Work to be completed: Where does the word "WorkerHandle" show up in the records? Copy every line that has it.

Data records:

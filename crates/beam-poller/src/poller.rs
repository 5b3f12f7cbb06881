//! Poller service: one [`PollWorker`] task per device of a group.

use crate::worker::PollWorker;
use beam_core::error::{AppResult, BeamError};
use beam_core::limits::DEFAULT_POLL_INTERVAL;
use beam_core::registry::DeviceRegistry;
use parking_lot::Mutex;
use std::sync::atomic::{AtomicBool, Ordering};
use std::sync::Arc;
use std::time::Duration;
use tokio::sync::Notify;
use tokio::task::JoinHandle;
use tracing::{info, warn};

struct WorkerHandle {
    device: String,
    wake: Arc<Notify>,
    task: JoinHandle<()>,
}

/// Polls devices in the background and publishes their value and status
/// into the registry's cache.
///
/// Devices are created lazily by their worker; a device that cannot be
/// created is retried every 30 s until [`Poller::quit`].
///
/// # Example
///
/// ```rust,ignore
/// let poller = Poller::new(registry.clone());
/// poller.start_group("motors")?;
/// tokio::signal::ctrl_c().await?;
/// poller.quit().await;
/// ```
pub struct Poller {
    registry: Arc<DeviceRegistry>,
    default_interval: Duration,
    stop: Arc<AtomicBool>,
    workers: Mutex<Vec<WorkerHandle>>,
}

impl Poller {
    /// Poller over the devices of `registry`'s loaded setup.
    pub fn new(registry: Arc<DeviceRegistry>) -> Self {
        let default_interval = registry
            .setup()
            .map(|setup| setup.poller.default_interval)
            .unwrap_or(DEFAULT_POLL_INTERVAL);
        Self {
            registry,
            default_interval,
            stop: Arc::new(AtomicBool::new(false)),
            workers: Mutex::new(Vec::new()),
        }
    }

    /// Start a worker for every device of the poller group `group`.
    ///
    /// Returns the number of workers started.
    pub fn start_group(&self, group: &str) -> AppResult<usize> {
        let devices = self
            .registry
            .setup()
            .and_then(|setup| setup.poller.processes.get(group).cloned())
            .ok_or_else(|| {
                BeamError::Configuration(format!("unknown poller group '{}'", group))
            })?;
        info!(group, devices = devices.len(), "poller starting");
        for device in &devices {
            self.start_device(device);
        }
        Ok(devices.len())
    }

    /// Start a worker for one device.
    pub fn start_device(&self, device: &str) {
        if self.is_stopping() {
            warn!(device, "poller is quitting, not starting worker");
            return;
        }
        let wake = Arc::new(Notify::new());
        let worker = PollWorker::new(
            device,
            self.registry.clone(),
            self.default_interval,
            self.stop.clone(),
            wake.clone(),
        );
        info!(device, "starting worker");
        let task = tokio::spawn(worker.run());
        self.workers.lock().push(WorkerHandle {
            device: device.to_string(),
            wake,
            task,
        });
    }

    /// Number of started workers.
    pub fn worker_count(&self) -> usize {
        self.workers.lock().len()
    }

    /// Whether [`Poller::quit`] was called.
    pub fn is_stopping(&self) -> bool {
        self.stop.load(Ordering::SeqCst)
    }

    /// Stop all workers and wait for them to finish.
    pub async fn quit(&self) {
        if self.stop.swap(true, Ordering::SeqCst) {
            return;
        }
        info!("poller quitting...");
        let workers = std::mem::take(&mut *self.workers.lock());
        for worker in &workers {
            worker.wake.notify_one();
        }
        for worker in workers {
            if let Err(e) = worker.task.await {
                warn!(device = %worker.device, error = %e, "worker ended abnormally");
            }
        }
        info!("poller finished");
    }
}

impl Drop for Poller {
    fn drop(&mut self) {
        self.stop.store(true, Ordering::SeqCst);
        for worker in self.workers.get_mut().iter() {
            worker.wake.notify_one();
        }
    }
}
* * *
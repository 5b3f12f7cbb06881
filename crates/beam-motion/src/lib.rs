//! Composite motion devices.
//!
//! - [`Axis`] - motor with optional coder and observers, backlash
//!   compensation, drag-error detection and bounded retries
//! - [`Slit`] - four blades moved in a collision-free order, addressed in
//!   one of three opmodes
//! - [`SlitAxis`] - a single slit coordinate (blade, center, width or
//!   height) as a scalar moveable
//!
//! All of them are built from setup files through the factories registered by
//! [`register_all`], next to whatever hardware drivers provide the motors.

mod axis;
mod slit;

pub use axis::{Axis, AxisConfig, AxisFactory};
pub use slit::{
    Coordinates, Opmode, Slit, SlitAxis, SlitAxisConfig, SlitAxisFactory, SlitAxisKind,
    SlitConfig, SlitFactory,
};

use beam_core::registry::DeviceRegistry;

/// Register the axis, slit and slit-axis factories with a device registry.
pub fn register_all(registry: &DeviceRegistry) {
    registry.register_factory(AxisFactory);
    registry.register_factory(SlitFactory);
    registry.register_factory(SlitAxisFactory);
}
--
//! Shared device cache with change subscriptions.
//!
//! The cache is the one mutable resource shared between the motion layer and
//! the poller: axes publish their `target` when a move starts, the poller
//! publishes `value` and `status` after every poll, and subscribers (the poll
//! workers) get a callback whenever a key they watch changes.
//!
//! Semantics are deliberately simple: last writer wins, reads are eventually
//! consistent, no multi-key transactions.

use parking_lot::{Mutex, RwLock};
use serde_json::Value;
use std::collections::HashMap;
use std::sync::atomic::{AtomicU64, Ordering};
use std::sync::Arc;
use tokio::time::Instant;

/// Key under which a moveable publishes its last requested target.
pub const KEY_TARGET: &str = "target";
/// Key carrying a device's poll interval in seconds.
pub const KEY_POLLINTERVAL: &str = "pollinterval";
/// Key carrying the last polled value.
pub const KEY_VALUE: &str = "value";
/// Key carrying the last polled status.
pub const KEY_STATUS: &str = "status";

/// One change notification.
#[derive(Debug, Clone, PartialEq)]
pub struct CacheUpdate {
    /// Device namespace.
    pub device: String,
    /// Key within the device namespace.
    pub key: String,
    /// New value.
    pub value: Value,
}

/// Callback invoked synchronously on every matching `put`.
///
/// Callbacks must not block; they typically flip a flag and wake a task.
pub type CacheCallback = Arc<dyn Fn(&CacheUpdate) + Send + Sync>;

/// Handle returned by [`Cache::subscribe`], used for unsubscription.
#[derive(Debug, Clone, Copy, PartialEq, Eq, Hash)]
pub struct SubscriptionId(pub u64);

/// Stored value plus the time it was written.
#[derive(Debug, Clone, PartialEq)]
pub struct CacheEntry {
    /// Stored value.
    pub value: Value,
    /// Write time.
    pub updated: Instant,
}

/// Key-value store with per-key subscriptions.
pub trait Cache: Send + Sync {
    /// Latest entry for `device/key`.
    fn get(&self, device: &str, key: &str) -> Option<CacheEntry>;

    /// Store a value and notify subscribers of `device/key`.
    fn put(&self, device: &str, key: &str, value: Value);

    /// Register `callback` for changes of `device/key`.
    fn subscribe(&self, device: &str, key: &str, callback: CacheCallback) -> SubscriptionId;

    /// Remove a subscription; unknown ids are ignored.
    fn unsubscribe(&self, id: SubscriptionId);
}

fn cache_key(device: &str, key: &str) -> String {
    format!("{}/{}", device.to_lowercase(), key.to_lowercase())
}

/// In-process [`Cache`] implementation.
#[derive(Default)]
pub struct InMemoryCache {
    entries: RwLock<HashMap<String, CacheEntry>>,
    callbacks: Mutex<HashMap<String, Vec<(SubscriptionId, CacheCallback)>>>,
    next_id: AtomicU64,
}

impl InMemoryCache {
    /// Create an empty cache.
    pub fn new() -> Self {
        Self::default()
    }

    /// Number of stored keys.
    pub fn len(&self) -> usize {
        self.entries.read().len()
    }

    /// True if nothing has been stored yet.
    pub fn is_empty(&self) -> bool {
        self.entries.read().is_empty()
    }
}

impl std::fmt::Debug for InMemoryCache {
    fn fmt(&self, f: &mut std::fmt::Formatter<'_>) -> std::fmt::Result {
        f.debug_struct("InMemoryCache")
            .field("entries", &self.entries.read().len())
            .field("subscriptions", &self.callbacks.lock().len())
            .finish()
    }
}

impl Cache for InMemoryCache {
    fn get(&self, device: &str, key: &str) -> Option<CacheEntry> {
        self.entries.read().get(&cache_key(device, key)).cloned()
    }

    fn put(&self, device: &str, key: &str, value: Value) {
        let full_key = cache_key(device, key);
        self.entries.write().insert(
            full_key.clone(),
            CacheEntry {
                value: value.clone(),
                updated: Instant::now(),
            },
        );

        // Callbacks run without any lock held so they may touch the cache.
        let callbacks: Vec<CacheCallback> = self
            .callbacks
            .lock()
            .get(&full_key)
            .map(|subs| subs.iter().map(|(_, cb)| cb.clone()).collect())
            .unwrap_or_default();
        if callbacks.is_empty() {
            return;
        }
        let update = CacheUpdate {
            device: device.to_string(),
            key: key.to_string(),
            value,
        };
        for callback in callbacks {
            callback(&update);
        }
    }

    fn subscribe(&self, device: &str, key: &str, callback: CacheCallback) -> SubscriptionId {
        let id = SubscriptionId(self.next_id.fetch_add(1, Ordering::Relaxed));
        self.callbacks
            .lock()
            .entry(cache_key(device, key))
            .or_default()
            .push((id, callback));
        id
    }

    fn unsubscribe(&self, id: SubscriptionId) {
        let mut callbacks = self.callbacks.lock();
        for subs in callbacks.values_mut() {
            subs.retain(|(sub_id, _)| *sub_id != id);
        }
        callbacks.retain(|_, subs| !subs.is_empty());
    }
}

Exercise output:
struct WorkerHandle {
    workers: Mutex<Vec<WorkerHandle>>,
        self.workers.lock().push(WorkerHandle {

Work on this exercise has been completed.